O. a repris le chemin du travail et me voici devenue mère au foyer à plein temps. Depuis lundi, je n'ai pas pleuré et j'ai bon espoir que l'angoisse des premiers jours se soit enfin envolée. Au début, j'avais le sentiment que je n'y arriverais jamais. À table ou dans le lit, je coinçais une larme contre ma paupière, incapable de retenir ce flux lacrymal qui sortait de moi. "Mais pourquoi tu pleures ?", répétait O. Et mes larmes redoublaient, se heurtant à l'incompréhension et à l'impossibilité de dire. Au début, je n'étais pas tout à fait mère. O. était là et prenait toute la place. Il était le père et la mère tout à la fois. Un body maculé de caca en raison d'une couche mal fixée, un biberon trop froid, les pressions du pyjama fixées à l'envers... et O. qui s'énervait, me rappelant à l'ordre. "Mais enfin, tu ne sais toujours pas faire après dix jours ? Regarde, apprends, fais comme moi !" O., qui n'y connaissait rien en bébé dix jours plus tôt, entendait me donner des leçons. Mais plus il me critiquait, plus je me crispais, me sentant crouler sous le poids de mon constat apparent d'incapacité. Je m'énervais moi aussi, me défendais. "Ce n'est pas ma faute si j'apprends lentement !" ou "laisse-moi faire à ma façon !" J'ai mis quelques jours à comprendre que O. prenait ma place de maman et qu'à vouloir lui-même trop bien faire, il ne me laissait pas la possibilité de prendre enfin mon rôle.

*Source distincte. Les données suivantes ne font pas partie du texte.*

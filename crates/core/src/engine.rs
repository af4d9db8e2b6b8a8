//! Inference engine boundary.
//!
//! Sampling itself is a black box behind [`VideoSampler`]: it consumes a
//! validated parameter set and returns encoded video bytes plus the seed it
//! actually used. The production implementation shells out to a worker
//! process that owns the model; callers must serialize access through the
//! executor's engine gate because the worker is single-flight.

use std::fs;
use std::io::{BufRead, BufReader};
use std::path::{Path, PathBuf};
use std::process::{Command, Stdio};
use std::thread;

use anyhow::{bail, Context, Result};
use serde::Deserialize;
use tracing::debug;

use crate::config::EngineConfig;
use crate::logging::WORKER_STDERR_TARGET;

pub const DEFAULT_HEIGHT: u32 = 720;
pub const DEFAULT_WIDTH: u32 = 1280;
pub const DEFAULT_VIDEO_LENGTH: u32 = 129;
pub const DEFAULT_INFER_STEPS: u32 = 50;
pub const DEFAULT_GUIDANCE_SCALE: f64 = 6.0;
pub const DEFAULT_FLOW_SHIFT: f64 = 7.0;

/// Validated parameter set for one sampling job.
#[derive(Debug, Clone, PartialEq)]
pub struct GenerationParams {
    pub prompt: String,
    pub height: u32,
    pub width: u32,
    pub video_length: u32,
    pub num_inference_steps: u32,
    pub guidance_scale: f64,
    pub flow_shift: f64,
    pub seed: Option<i64>,
    pub negative_prompt: Option<String>,
    pub embedded_guidance_scale: Option<f64>,
}

impl GenerationParams {
    pub fn new(prompt: impl Into<String>) -> Self {
        Self {
            prompt: prompt.into(),
            height: DEFAULT_HEIGHT,
            width: DEFAULT_WIDTH,
            video_length: DEFAULT_VIDEO_LENGTH,
            num_inference_steps: DEFAULT_INFER_STEPS,
            guidance_scale: DEFAULT_GUIDANCE_SCALE,
            flow_shift: DEFAULT_FLOW_SHIFT,
            seed: None,
            negative_prompt: None,
            embedded_guidance_scale: None,
        }
    }
}

/// One finished sampling job: encoded MP4 bytes, the seed the engine chose
/// (echoing the caller's seed when one was supplied), and the prompt.
#[derive(Debug, Clone, PartialEq, Eq)]
pub struct SampleOutput {
    pub video: Vec<u8>,
    pub seed: i64,
    pub prompt: String,
}

/// Black-box sampling engine. `generate` blocks for the full inference run.
pub trait VideoSampler: Send + Sync {
    fn generate(&self, params: &GenerationParams) -> Result<SampleOutput>;

    /// Whether the model weights are present and usable.
    fn is_loaded(&self) -> bool;
}

/// Sampler backed by a worker subprocess. The worker loads the model from
/// `--model-base`, writes the encoded video to `--output`, streams progress
/// on stderr, and reports the chosen seed as a JSON line on stdout.
#[derive(Debug)]
pub struct WorkerSampler {
    worker_command: String,
    model_base: PathBuf,
}

#[derive(Debug, Deserialize)]
struct WorkerReport {
    seed: i64,
}

impl WorkerSampler {
    /// Fails when the model directory is absent. Called once at startup so
    /// a misconfigured model path is fatal there, not per request.
    pub fn new(config: &EngineConfig) -> Result<Self> {
        if !config.model_base.is_dir() {
            bail!(
                "model base directory not found: {}",
                config.model_base.display()
            );
        }

        Ok(Self {
            worker_command: config.worker_command.clone(),
            model_base: config.model_base.clone(),
        })
    }

    fn build_worker_args(&self, params: &GenerationParams, output_path: &Path) -> Vec<String> {
        let mut args: Vec<String> = vec![
            "--model-base".into(),
            self.model_base.to_string_lossy().into_owned(),
            "--prompt".into(),
            params.prompt.clone(),
            "--height".into(),
            params.height.to_string(),
            "--width".into(),
            params.width.to_string(),
            "--video-length".into(),
            params.video_length.to_string(),
            "--infer-steps".into(),
            params.num_inference_steps.to_string(),
            "--guidance-scale".into(),
            params.guidance_scale.to_string(),
            "--flow-shift".into(),
            params.flow_shift.to_string(),
        ];

        if let Some(seed) = params.seed {
            args.extend(["--seed".into(), seed.to_string()]);
        }
        if let Some(ref negative_prompt) = params.negative_prompt {
            args.extend(["--negative-prompt".into(), negative_prompt.clone()]);
        }
        if let Some(scale) = params.embedded_guidance_scale {
            args.extend(["--embedded-guidance-scale".into(), scale.to_string()]);
        }

        args.extend(["--output".into(), output_path.to_string_lossy().into_owned()]);
        args
    }
}

impl VideoSampler for WorkerSampler {
    fn generate(&self, params: &GenerationParams) -> Result<SampleOutput> {
        let output_path =
            std::env::temp_dir().join(format!("genvid-sample-{}.mp4", uuid::Uuid::new_v4()));
        let args = self.build_worker_args(params, &output_path);

        debug!(
            cmd = %format!("{} {}", self.worker_command, args.join(" ")),
            "launching sampler worker"
        );

        let mut child = Command::new(&self.worker_command)
            .args(&args)
            .stdin(Stdio::null())
            .stdout(Stdio::piped())
            .stderr(Stdio::piped())
            .spawn()
            .with_context(|| {
                format!(
                    "failed to launch sampler worker '{}' (is it installed?)",
                    self.worker_command
                )
            })?;

        let stderr = child.stderr.take().expect("stderr should be piped");
        let stderr_thread = thread::spawn(move || {
            let reader = BufReader::new(stderr);
            for line in reader.lines() {
                match line {
                    Ok(line) if !line.is_empty() => {
                        debug!(target: WORKER_STDERR_TARGET, "{}", line);
                    }
                    Err(e) => {
                        debug!(target: WORKER_STDERR_TARGET, "read error: {}", e);
                        break;
                    }
                    _ => {}
                }
            }
        });

        let run = child
            .wait_with_output()
            .context("failed to wait for sampler worker");
        let _ = stderr_thread.join();
        let output = run?;

        if !output.status.success() {
            let _ = fs::remove_file(&output_path);
            bail!("sampler worker exited with status {}", output.status);
        }

        let stdout = String::from_utf8_lossy(&output.stdout);
        let report_line = stdout
            .lines()
            .rev()
            .find(|line| !line.trim().is_empty())
            .context("sampler worker produced no completion report")?;
        let report: WorkerReport = serde_json::from_str(report_line.trim())
            .context("failed to parse sampler worker completion report")?;

        let video = fs::read(&output_path).with_context(|| {
            format!(
                "sampler worker wrote no video at {}",
                output_path.display()
            )
        })?;
        let _ = fs::remove_file(&output_path);

        debug!(
            seed = report.seed,
            video_bytes = video.len(),
            "sampler worker finished"
        );

        Ok(SampleOutput {
            video,
            seed: report.seed,
            prompt: params.prompt.clone(),
        })
    }

    fn is_loaded(&self) -> bool {
        self.model_base.is_dir()
    }
}
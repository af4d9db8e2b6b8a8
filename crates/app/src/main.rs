#[tokio::main]
async fn main() {
    if let Err(error) = genvid_app::run_from_env().await {
        tracing::error!("{error:#}");
        std::process::exit(1);
    }
}
use std::sync::atomic::{AtomicU64, Ordering};

use spinwheel_foundation::{CellNode, Point};

static NEXT_CELL_ID: AtomicU64 = AtomicU64::new(1);

/// A scene-graph stand-in that records everything the picker does to it.
#[derive(Debug, Clone, PartialEq)]
pub struct TestCell {
    /// Unique per constructed cell; survives reuse.
    pub id: u64,
    pub label: String,
    pub position: Point,
    pub alpha: f32,
    pub z_position: f32,
    pub attached_to: Option<usize>,
    pub attach_count: usize,
    pub reuse_count: usize,

    /// Running actions, cleared by reuse.
    pub actions: Vec<String>,
    pub children: Vec<TestCell>,
}

impl TestCell {
    pub fn new() -> Self {
        Self {
            id: NEXT_CELL_ID.fetch_add(1, Ordering::Relaxed),
            label: String::new(),
            position: Point::ZERO,
            alpha: 1.0,
            z_position: 0.0,
            attached_to: None,
            attach_count: 0,
            reuse_count: 0,
            actions: Vec::new(),
            children: Vec::new(),
        }
    }

    /// A cell with one child, so reuse can be checked to reach descendants.
    pub fn with_child() -> Self {
        let mut cell = Self::new();
        cell.children.push(Self::new());
        cell
    }

    pub fn run_action(&mut self, name: impl Into<String>) {
        self.actions.push(name.into());
    }

    /// Whether this cell or any descendant still has a running action.
    pub fn has_actions(&self) -> bool {
        !self.actions.is_empty() || self.children.iter().any(TestCell::has_actions)
    }
}

impl Default for TestCell {
    fn default() -> Self {
        Self::new()
    }
}

impl CellNode for TestCell {
    fn set_position(&mut self, position: Point) {
        self.position = position;
    }

    fn set_alpha(&mut self, alpha: f32) {
        self.alpha = alpha;
    }

    fn set_z_position(&mut self, z_position: f32) {
        self.z_position = z_position;
    }

    fn prepare_for_reuse(&mut self) {
        self.actions.clear();
        for child in &mut self.children {
            child.prepare_for_reuse();
        }
        self.reuse_count += 1;
    }

    fn on_attach(&mut self, component: usize) {
        self.attached_to = Some(component);
        self.attach_count += 1;
    }

    fn on_detach(&mut self) {
        self.attached_to = None;
    }
}
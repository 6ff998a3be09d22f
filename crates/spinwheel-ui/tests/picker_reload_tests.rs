use spinwheel_foundation::{CellReusePool, ReusableCell};
use spinwheel_testing::{GridDataSource, PickerTestRule, TestCell};
use spinwheel_ui::{PickerDataSource, PickerNode, Point, Size};
use std::rc::Rc;

fn approx(a: f32, b: f32) -> bool {
    (a - b).abs() < 1e-4
}

#[test]
fn reload_fills_each_column_from_first_row() {
    let rule = PickerTestRule::new(vec![100, 100]);
    let picker = rule.picker();

    assert_eq!(picker.number_of_components(), 2);
    for component in 0..2 {
        let geometry = *picker.columns()[component].geometry();
        assert_eq!(picker.offset_for_component(component), 22.0);
        assert_eq!(picker.selected_row(component), 0);
        assert_eq!(
            picker.visible_rows(component),
            geometry.visible_rows(picker.offset_for_component(component))
        );
        assert_eq!(picker.visible_rows(component), vec![0, 1, 2]);
        assert_eq!(picker.width_for_component(component), 100.0);
        assert_eq!(picker.row_height_for_component(component), 44.0);
        assert_eq!(picker.content_size_for_component(component), Size::new(100.0, 4400.0));
    }

    let stats = picker.stats();
    assert_eq!(stats.cells_in_use, 6);
    assert_eq!(stats.total_created, 6);
    assert_eq!(stats.cells_in_pool, 0);

    // Reload does not report a selection.
    assert!(rule.delegate().selections().is_empty());
    assert_eq!(
        rule.delegate().displayed(),
        vec![(0, 0), (1, 0), (2, 0), (0, 1), (1, 1), (2, 1)]
    );
}

#[test]
fn reload_places_and_fades_cells() {
    let rule = PickerTestRule::new(vec![100, 100]);
    let picker = rule.picker();

    let first = picker.visible_cell(0, 0).unwrap();
    assert_eq!(first.position, Point::new(50.0, -22.0));
    assert_eq!(first.z_position, 100.0);
    assert_eq!(first.attached_to, Some(0));
    assert_eq!(first.label, "0:0");

    // Five-row window: the centered row is opaque, each step away loses a third.
    assert!(approx(first.alpha, 1.0));
    assert!(approx(picker.visible_cell(1, 0).unwrap().alpha, 2.0 / 3.0));
    assert!(approx(picker.visible_cell(2, 0).unwrap().alpha, 1.0 / 3.0));

    let second_column = picker.visible_cell(1, 1).unwrap();
    assert_eq!(second_column.label, "1:1");
    assert_eq!(second_column.attached_to, Some(1));
}

#[test]
fn reload_recycles_previous_cells() {
    let mut rule = PickerTestRule::new(vec![100, 100]);
    rule.data_source().clear_requests();

    rule.picker_mut().reload();

    let requests = rule.data_source().requests();
    let pooled: Vec<usize> = requests.iter().map(|r| r.pooled).collect();
    assert_eq!(pooled, vec![6, 5, 4, 3, 2, 1]);

    let stats = rule.picker().stats();
    assert_eq!(stats.total_created, 6);
    assert_eq!(stats.reuse_count, 6);
    assert_eq!(stats.cells_in_pool, 0);
    assert_eq!(stats.cells_in_use, 6);
}

#[test]
fn reload_picks_up_new_row_counts() {
    let mut rule = PickerTestRule::new(vec![100, 100]);
    rule.picker_mut().select_row(80, 0, false);

    rule.data_source().set_rows(vec![3]);
    rule.picker_mut().reload();

    let picker = rule.picker();
    assert_eq!(picker.number_of_components(), 1);
    assert_eq!(picker.number_of_rows_in_component(0), 3);
    assert_eq!(picker.width_for_component(0), 200.0);
    assert_eq!(picker.selected_row(0), 0);
    assert_eq!(picker.visible_rows(0), vec![0, 1, 2]);

    let stats = picker.stats();
    assert_eq!(stats.cells_in_use + stats.cells_in_pool, stats.total_created);
}

#[test]
fn reload_applies_delegate_layout() {
    let rule = PickerTestRule::builder(vec![100, 100, 100])
        .with_widths(vec![Some(40.0), None, Some(60.0)])
        .with_row_heights(vec![Some(30.0), Some(0.0)])
        .build();
    let picker = rule.picker();

    assert_eq!(picker.width_for_component(0), 40.0);
    assert_eq!(picker.width_for_component(1), 200.0 / 3.0);
    assert_eq!(picker.width_for_component(2), 60.0);

    assert_eq!(picker.frame_for_component(0).x, -100.0);
    assert_eq!(picker.frame_for_component(1).x, -60.0);

    assert_eq!(picker.row_height_for_component(0), 30.0);
    // Unusable heights fall back to the default.
    assert_eq!(picker.row_height_for_component(1), 44.0);
    assert_eq!(picker.row_height_for_component(2), 44.0);

    assert_eq!(picker.offset_for_component(0), 15.0);
    assert_eq!(picker.visible_rows(0), vec![0, 1, 2, 3]);
    assert_eq!(picker.columns()[0].cells().fade_rows(), 7);
}

#[test]
fn reload_with_empty_column() {
    let rule = PickerTestRule::new(vec![0, 5]);
    let picker = rule.picker();

    assert!(picker.visible_rows(0).is_empty());
    assert_eq!(picker.selected_row(0), 0);
    assert_eq!(picker.visible_rows(1), vec![0, 1, 2]);
}

#[test]
fn reload_with_no_components() {
    let rule = PickerTestRule::new(Vec::new());
    let picker = rule.picker();

    assert_eq!(picker.number_of_components(), 0);
    assert!(picker.columns().is_empty());
    assert_eq!(picker.stats().cells_in_use, 0);
}

#[test]
fn reload_without_data_source_does_nothing() {
    let mut picker: PickerNode<TestCell> = PickerNode::new(Point::ZERO, Size::new(200.0, 200.0));
    picker.register_identifier("cell", TestCell::new);

    picker.reload();

    assert!(picker.columns().is_empty());
    assert_eq!(picker.number_of_components(), 1);
    assert_eq!(picker.stats().total_created, 0);
}

#[test]
fn components_are_read_from_source_before_first_reload() {
    let rule = PickerTestRule::builder(vec![10, 10, 10]).build_unloaded();
    assert_eq!(rule.picker().number_of_components(), 3);
    assert!(rule.picker().columns().is_empty());
}

#[test]
fn dropped_data_source_makes_reload_a_no_op() {
    let mut picker: PickerNode<TestCell> = PickerNode::new(Point::ZERO, Size::new(200.0, 200.0));
    picker.register_identifier("cell", TestCell::new);
    {
        let source = Rc::new(GridDataSource::new(vec![10]));
        picker.set_data_source(&source);
    }

    picker.reload();

    assert!(picker.columns().is_empty());
}

struct NoCells;

impl PickerDataSource<TestCell> for NoCells {
    fn number_of_rows(&self, _component: usize) -> usize {
        10
    }

    fn cell_for_row(
        &self,
        _cells: &mut CellReusePool<TestCell>,
        _row: usize,
        _component: usize,
    ) -> Option<ReusableCell<TestCell>> {
        None
    }
}

#[test]
#[should_panic(expected = "no cell for row 0 in component 0")]
fn reload_panics_when_source_returns_no_cell() {
    let source = Rc::new(NoCells);
    let mut picker: PickerNode<TestCell> = PickerNode::new(Point::ZERO, Size::new(200.0, 200.0));
    picker.set_data_source(&source);
    picker.reload();
}

#[test]
#[should_panic(expected = "no identifier is registered")]
fn reload_panics_when_nothing_registered() {
    let source = Rc::new(GridDataSource::new(vec![10]));
    let mut picker: PickerNode<TestCell> = PickerNode::new(Point::ZERO, Size::new(200.0, 200.0));
    picker.set_data_source(&source);
    picker.reload();
}

#[test]
#[should_panic(expected = "component 2 out of range")]
fn querying_unknown_component_panics() {
    let rule = PickerTestRule::new(vec![10, 10]);
    rule.picker().selected_row(2);
}
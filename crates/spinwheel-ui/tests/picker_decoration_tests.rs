use spinwheel_testing::PickerTestRule;
use spinwheel_ui::{Background, Color, PickerSpec, Rect, Size, TextureId};

#[test]
fn indicator_spans_control_at_tallest_row() {
    let rule = PickerTestRule::builder(vec![10, 10])
        .with_row_heights(vec![Some(30.0), Some(50.0)])
        .build();
    let picker = rule.picker();

    assert!(picker.shows_selection_indicator());
    let indicator = picker.selection_indicator().unwrap();
    assert_eq!(indicator.size, Size::new(200.0, 50.0));
    assert_eq!(indicator.color, Color::WHITE);
    assert_eq!(picker.mask(), Rect::new(-100.0, -100.0, 200.0, 200.0));
}

#[test]
fn indicator_can_be_hidden_and_recolored() {
    let mut rule = PickerTestRule::new(vec![10]);
    let red = Color::rgba(1.0, 0.0, 0.0, 1.0);

    rule.picker_mut().set_indicator_color(red);
    assert_eq!(rule.picker().selection_indicator().unwrap().color, red);

    rule.picker_mut().set_shows_selection_indicator(false);
    assert!(rule.picker().selection_indicator().is_none());

    rule.picker_mut().set_shows_selection_indicator(true);
    let indicator = rule.picker().selection_indicator().unwrap();
    assert_eq!(indicator.color, red);
    assert_eq!(indicator.size, Size::new(200.0, 44.0));
}

#[test]
fn hidden_indicator_stays_hidden_across_reload() {
    let mut rule = PickerTestRule::builder(vec![10])
        .with_spec(PickerSpec::default().shows_selection_indicator(false))
        .build();
    assert!(rule.picker().selection_indicator().is_none());

    rule.picker_mut().reload();
    assert!(rule.picker().selection_indicator().is_none());
}

#[test]
fn background_color_and_texture() {
    let mut rule = PickerTestRule::new(vec![10]);
    assert_eq!(rule.picker().background(), Background::Clear);

    rule.picker_mut().set_background_color(Color::BLACK);
    assert_eq!(rule.picker().background(), Background::Color(Color::BLACK));

    rule.picker_mut().set_background_texture(Some(TextureId(7)));
    assert_eq!(rule.picker().background(), Background::Texture(TextureId(7)));

    rule.picker_mut().set_background_texture(None);
    assert_eq!(rule.picker().background(), Background::Clear);
}

#[test]
fn cell_z_position_comes_from_spec() {
    let rule = PickerTestRule::builder(vec![10])
        .with_spec(PickerSpec::default().cell_z_position(3.0))
        .build();

    assert_eq!(rule.picker().visible_cell(0, 0).unwrap().z_position, 3.0);
}
//! Cell virtualization for picker columns.
//!
//! A [`VirtualColumn`] keeps cells only for rows that intersect its viewport.
//! Each [`reconcile`](VirtualColumn::reconcile) diffs the tracked rows against
//! the rows visible at the current offset:
//! 1. rows that left the viewport are detached and returned to the pool
//! 2. rows that entered it are requested from the [`CellSource`]
//! 3. rows visible before and after are left alone
//!
//! Retirement always completes before the first request so the source can
//! dequeue the cells that just scrolled out.

use smallvec::SmallVec;

use crate::cell::{CellNode, ReusableCell};
use crate::collections::RowMap;
use crate::error::PickerError;
use crate::reuse_pool::CellReusePool;
use crate::viewport::ColumnGeometry;

/// Default draw order for row cells inside their content container.
pub const DEFAULT_CELL_Z_POSITION: f32 = 100.0;

/// Supplies cells for rows entering the viewport.
pub trait CellSource<C: CellNode> {
    /// Produces the cell for `row` in `component`.
    ///
    /// `cells` is the picker's reuse pool; implementations normally dequeue
    /// from it. Returning `None` is a contract violation.
    fn cell_for_row(
        &mut self,
        cells: &mut CellReusePool<C>,
        row: usize,
        component: usize,
    ) -> Option<ReusableCell<C>>;

    /// Called after the cell is attached and positioned, before it is shown.
    fn will_display_cell(&mut self, cell: &mut C, row: usize, component: usize) {
        let _ = (cell, row, component);
    }
}

/// Rows touched by a single reconciliation.
#[derive(Clone, Debug, Default, PartialEq, Eq)]
pub struct ReconcileReport {
    /// Rows whose cells went back to the pool.
    pub retired: SmallVec<[usize; 8]>,

    /// Rows whose cells were requested from the source.
    pub materialized: SmallVec<[usize; 8]>,
}

impl ReconcileReport {
    pub fn is_empty(&self) -> bool {
        self.retired.is_empty() && self.materialized.is_empty()
    }
}

/// Visible-cell bookkeeping for one column.
pub struct VirtualColumn<C: CellNode> {
    component: usize,
    geometry: ColumnGeometry,
    offset: f32,

    /// Fade window, fixed when the column is built.
    fade_rows: usize,

    cell_z_position: f32,
    cells: RowMap<ReusableCell<C>>,
}

impl<C: CellNode> VirtualColumn<C> {
    /// Creates an empty column scrolled to its first row.
    pub fn new(component: usize, geometry: ColumnGeometry) -> Self {
        Self {
            component,
            fade_rows: geometry.max_visible_rows(),
            offset: geometry.offset_for_row(0),
            geometry,
            cell_z_position: DEFAULT_CELL_Z_POSITION,
            cells: RowMap::default(),
        }
    }

    pub fn with_cell_z_position(mut self, z_position: f32) -> Self {
        self.cell_z_position = z_position;
        self
    }

    pub fn component(&self) -> usize {
        self.component
    }

    pub fn geometry(&self) -> &ColumnGeometry {
        &self.geometry
    }

    pub fn offset(&self) -> f32 {
        self.offset
    }

    /// Moves the content. Cells follow on the next [`reconcile`](Self::reconcile).
    pub fn set_offset(&mut self, offset: f32) {
        self.offset = offset;
    }

    pub fn fade_rows(&self) -> usize {
        self.fade_rows
    }

    /// Tracked rows, ascending.
    pub fn visible_rows(&self) -> Vec<usize> {
        let mut rows: Vec<usize> = self.cells.keys().copied().collect();
        rows.sort_unstable();
        rows
    }

    pub fn cell(&self, row: usize) -> Option<&ReusableCell<C>> {
        self.cells.get(&row)
    }

    pub fn cell_mut(&mut self, row: usize) -> Option<&mut ReusableCell<C>> {
        self.cells.get_mut(&row)
    }

    pub fn cell_count(&self) -> usize {
        self.cells.len()
    }

    /// Row nearest to the viewport center, unclamped.
    pub fn center_row(&self) -> i64 {
        self.geometry.nearest_row(self.offset)
    }

    /// Brings the tracked cells in line with the rows visible at the
    /// current offset.
    ///
    /// # Panics
    ///
    /// Panics when `source` yields no cell for an entering row.
    pub fn reconcile<S>(&mut self, pool: &mut CellReusePool<C>, source: &mut S) -> ReconcileReport
    where
        S: CellSource<C> + ?Sized,
    {
        let new_rows = self.geometry.visible_rows(self.offset);

        let retired: SmallVec<[usize; 8]> = self
            .visible_rows()
            .into_iter()
            .filter(|row| new_rows.binary_search(row).is_err())
            .collect();
        for row in &retired {
            if let Some(mut cell) = self.cells.remove(row) {
                cell.detach();
                pool.enqueue(cell);
            }
        }

        let materialized: SmallVec<[usize; 8]> = new_rows
            .iter()
            .copied()
            .filter(|row| !self.cells.contains_key(row))
            .collect();
        for &row in &materialized {
            let mut cell = match source.cell_for_row(pool, row, self.component) {
                Some(cell) => cell,
                None => panic!(
                    "{}",
                    PickerError::MissingCell {
                        row,
                        component: self.component,
                    }
                ),
            };
            cell.attach(self.component);
            let node = cell.node_mut();
            node.set_position(self.geometry.position_for_row(row));
            node.set_z_position(self.cell_z_position);
            source.will_display_cell(node, row, self.component);
            self.cells.insert(row, cell);
        }

        let report = ReconcileReport {
            retired,
            materialized,
        };
        if !report.is_empty() {
            log::trace!(
                "component {}: retired {:?}, materialized {:?}",
                self.component,
                report.retired,
                report.materialized
            );
        }
        report
    }

    /// Sets every tracked cell's alpha from its distance to `center_row`.
    pub fn apply_fade(&mut self, center_row: i64) {
        let window = self.fade_rows;
        for (&row, cell) in self.cells.iter_mut() {
            let distance = row as i64 - center_row;
            cell.node_mut().set_alpha(fade_alpha(distance, window));
        }
    }

    /// Detaches every tracked cell and returns it to `pool`.
    pub fn retire_all(&mut self, pool: &mut CellReusePool<C>) {
        for (_, mut cell) in self.cells.drain() {
            cell.detach();
            pool.enqueue(cell);
        }
    }
}

/// Alpha of a row `distance` rows away from the centered row.
///
/// A symmetric triangle over a window of `window_rows` rows: the step is
/// `1 / ((window_rows + 1) / 2)`, rows at or beyond the window edge get 0.
pub fn fade_alpha(distance: i64, window_rows: usize) -> f32 {
    if window_rows == 0 {
        return 1.0;
    }
    let scope = ((window_rows - 1) / 2) as i64;
    let step = 2.0 / (window_rows as f32 + 1.0);
    let steps = scope + 1 - distance.abs();
    if steps <= 0 {
        0.0
    } else {
        step * steps as f32
    }
}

Mais la société marque bien les places de chacun. Au bout de onze jours, le papa doit retourner travailler et la maman doit rester à la maison pendant de longues semaines. Pas le choix : c'est ainsi que les rôles sont répartis, même si le papa a l'âme d'une maman. Me voilà seule aux commandes. J'ai récupéré mon retard d'apprentissage de mes tâches de parent et je sais que, de jour en jour, je vais désormais prendre de l'avance sur O. Je suis là, tout le temps, à chaque minute. Hier, la Sardine a trouvé pour la première fois son pouce pour le mettre dans sa bouche. J'étais fière de ce geste anodin, comme si c'était un exploit. J'ai pris une photo pour la montrer le soir à O. Ce matin, la Sardine a suivi du regard le petit lapin rose à clochette qui est dans son lit. J'étais fière une nouvelle fois et je me suis dit que je montrerai cela à O. ce soir, à son retour. Je suis maman à temps plein. O. est papa de 18 heures à 8 heures, et parfois aussi dans la journée quand il téléphone, inquiet.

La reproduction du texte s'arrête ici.